Go over the lines below, and when one contains the word "ExecutorConfig", copy it.
- Opening Delimiter -
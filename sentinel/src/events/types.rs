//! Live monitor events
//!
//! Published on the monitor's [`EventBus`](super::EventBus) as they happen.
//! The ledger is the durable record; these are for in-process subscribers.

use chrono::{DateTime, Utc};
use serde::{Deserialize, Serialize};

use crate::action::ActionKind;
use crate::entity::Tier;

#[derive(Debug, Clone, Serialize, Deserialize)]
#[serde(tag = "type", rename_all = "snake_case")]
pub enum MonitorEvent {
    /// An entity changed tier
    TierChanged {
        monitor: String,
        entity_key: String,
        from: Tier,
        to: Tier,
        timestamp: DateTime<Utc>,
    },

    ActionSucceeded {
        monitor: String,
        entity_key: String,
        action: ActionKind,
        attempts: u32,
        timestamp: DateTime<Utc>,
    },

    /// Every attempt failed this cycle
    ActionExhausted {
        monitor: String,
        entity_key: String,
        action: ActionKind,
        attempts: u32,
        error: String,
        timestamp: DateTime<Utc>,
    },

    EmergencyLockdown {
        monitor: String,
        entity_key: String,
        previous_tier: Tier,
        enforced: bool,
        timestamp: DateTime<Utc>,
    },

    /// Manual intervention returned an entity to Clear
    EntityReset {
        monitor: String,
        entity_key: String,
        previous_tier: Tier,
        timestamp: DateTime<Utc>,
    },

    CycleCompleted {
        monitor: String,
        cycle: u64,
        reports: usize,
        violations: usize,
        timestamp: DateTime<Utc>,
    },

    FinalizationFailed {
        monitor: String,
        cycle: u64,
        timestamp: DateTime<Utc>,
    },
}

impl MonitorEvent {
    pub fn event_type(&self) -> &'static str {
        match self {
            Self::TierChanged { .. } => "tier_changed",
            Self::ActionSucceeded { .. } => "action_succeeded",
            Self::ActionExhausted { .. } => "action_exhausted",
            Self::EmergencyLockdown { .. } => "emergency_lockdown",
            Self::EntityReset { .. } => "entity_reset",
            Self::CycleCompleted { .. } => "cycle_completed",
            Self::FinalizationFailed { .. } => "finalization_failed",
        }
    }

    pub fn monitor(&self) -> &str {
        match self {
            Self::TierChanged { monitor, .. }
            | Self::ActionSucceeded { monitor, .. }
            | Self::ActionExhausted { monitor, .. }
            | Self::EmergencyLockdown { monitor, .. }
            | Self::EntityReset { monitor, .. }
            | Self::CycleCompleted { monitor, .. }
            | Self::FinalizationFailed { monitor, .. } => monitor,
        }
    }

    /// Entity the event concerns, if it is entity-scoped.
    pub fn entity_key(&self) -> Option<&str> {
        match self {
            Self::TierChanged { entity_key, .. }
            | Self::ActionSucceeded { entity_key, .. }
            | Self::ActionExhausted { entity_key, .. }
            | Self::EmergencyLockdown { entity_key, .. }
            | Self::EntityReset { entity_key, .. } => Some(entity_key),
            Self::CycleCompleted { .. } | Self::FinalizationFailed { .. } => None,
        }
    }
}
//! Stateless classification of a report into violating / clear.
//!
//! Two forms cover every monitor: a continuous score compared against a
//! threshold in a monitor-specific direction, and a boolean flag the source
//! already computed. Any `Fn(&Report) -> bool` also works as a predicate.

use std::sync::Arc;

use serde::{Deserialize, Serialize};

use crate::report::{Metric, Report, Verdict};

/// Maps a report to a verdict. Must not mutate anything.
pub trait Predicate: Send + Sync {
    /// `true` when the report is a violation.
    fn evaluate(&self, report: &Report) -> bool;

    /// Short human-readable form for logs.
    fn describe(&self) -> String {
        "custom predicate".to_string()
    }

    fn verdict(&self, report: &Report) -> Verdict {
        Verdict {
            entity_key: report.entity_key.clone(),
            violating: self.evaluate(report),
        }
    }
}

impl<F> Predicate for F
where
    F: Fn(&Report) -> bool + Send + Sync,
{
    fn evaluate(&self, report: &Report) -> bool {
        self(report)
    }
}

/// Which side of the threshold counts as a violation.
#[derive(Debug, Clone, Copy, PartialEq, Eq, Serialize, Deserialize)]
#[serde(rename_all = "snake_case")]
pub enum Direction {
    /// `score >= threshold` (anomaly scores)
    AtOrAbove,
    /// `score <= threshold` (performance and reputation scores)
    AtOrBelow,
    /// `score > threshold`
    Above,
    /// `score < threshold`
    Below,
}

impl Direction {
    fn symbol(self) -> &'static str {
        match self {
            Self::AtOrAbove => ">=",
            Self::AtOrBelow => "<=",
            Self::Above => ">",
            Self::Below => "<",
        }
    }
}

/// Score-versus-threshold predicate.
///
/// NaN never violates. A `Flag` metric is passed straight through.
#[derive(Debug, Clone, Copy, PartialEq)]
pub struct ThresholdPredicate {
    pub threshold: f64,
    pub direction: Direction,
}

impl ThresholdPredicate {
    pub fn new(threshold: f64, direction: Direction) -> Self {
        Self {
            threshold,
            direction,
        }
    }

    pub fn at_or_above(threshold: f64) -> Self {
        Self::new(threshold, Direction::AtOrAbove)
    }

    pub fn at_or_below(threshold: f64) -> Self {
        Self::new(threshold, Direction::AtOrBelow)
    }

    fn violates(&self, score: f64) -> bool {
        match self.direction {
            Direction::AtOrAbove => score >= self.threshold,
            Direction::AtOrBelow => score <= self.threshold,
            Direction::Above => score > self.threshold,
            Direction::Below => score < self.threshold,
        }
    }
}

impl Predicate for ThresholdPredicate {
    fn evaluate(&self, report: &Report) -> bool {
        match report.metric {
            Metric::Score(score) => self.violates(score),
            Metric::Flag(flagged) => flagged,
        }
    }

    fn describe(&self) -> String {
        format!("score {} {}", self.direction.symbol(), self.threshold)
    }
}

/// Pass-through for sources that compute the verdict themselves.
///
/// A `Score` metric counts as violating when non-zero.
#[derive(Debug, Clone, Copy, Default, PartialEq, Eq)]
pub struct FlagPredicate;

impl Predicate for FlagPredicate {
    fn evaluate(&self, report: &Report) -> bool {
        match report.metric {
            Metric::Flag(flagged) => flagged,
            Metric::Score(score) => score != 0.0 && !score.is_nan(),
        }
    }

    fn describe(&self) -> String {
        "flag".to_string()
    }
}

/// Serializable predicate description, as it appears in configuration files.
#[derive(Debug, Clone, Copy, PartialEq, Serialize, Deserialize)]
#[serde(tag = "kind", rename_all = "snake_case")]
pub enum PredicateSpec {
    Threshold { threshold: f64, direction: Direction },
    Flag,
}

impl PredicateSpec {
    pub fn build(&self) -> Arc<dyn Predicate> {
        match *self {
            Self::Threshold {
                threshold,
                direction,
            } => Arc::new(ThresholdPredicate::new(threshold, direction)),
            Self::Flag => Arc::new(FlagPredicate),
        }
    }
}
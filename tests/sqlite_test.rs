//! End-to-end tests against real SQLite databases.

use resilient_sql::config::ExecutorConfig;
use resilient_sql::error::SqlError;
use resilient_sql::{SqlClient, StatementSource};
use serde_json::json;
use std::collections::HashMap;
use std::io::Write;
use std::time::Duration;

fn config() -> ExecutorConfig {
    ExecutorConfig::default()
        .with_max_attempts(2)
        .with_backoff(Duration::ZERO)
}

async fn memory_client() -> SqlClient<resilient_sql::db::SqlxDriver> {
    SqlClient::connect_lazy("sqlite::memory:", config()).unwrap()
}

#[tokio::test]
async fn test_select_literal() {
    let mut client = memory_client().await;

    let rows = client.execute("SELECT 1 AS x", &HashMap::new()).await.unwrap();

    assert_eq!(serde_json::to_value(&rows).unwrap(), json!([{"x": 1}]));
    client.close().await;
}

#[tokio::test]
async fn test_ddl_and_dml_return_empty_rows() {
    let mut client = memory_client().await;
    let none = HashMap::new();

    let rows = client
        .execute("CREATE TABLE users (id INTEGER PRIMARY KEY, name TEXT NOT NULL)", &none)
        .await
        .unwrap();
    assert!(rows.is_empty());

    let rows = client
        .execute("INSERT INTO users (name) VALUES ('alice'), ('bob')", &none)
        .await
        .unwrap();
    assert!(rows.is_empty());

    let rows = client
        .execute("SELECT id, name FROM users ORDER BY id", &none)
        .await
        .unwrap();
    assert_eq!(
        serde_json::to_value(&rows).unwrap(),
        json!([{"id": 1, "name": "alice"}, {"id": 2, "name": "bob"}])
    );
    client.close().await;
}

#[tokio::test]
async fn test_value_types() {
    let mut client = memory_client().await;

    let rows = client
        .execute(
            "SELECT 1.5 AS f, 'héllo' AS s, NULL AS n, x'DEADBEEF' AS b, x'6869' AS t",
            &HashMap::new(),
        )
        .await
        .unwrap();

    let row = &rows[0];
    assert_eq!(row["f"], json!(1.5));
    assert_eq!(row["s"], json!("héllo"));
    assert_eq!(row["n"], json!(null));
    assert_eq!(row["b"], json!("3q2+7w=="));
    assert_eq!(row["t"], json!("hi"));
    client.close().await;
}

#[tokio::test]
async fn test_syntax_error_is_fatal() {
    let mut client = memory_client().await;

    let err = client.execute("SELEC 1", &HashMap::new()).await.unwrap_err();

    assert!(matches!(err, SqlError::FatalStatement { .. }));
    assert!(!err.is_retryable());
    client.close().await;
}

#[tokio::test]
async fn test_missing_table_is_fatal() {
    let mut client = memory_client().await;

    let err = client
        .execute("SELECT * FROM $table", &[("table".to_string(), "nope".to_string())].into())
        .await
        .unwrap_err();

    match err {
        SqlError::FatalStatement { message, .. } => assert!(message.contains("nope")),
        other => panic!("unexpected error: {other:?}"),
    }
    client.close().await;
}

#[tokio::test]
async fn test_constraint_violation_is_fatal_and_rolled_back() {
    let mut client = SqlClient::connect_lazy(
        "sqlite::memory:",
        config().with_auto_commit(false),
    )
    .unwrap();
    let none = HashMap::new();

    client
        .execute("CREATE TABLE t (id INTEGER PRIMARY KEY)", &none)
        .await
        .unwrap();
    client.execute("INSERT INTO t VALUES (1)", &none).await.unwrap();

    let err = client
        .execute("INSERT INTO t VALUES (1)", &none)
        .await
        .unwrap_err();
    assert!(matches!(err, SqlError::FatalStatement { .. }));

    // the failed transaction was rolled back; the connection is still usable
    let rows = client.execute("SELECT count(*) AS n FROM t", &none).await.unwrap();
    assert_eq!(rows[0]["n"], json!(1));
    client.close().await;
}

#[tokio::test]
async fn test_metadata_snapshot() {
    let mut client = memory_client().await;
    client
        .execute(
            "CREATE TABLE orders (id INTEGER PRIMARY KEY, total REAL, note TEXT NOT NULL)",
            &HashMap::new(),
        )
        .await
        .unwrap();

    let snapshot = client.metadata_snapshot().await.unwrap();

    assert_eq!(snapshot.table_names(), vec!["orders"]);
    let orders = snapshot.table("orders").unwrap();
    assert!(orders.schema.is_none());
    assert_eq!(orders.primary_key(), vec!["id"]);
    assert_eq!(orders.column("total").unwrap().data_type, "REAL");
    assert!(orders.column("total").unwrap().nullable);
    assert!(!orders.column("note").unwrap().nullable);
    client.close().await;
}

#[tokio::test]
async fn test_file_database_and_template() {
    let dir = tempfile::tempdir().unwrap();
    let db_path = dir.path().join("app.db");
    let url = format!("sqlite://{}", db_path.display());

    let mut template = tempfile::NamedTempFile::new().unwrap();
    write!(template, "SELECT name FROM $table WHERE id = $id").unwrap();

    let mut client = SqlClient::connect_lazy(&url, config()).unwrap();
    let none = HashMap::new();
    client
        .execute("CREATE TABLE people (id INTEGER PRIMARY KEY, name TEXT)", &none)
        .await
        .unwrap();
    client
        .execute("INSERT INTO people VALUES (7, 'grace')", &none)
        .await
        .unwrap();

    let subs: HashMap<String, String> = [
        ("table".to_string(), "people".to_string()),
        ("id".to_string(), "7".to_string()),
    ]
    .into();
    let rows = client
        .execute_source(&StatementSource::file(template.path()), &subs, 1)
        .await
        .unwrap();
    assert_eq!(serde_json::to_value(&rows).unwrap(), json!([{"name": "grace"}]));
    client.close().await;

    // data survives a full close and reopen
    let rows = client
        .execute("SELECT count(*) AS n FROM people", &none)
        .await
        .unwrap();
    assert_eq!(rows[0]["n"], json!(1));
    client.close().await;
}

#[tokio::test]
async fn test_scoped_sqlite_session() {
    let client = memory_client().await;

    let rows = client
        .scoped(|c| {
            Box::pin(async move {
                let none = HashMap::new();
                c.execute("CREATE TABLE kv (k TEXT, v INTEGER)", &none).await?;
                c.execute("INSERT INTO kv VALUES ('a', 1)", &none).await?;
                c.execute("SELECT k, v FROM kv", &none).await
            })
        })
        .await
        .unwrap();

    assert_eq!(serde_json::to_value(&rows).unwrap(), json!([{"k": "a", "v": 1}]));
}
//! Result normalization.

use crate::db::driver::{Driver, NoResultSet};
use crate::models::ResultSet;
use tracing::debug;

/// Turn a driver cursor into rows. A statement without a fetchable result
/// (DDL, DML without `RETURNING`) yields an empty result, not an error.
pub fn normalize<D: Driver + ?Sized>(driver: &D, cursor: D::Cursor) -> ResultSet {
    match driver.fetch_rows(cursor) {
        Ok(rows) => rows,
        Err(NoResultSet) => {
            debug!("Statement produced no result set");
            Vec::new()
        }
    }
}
- Closing Delimiter -
» Solution to the exercise
use resilient_sql::config::ExecutorConfig;
fn config() -> ExecutorConfig {
    ExecutorConfig::default()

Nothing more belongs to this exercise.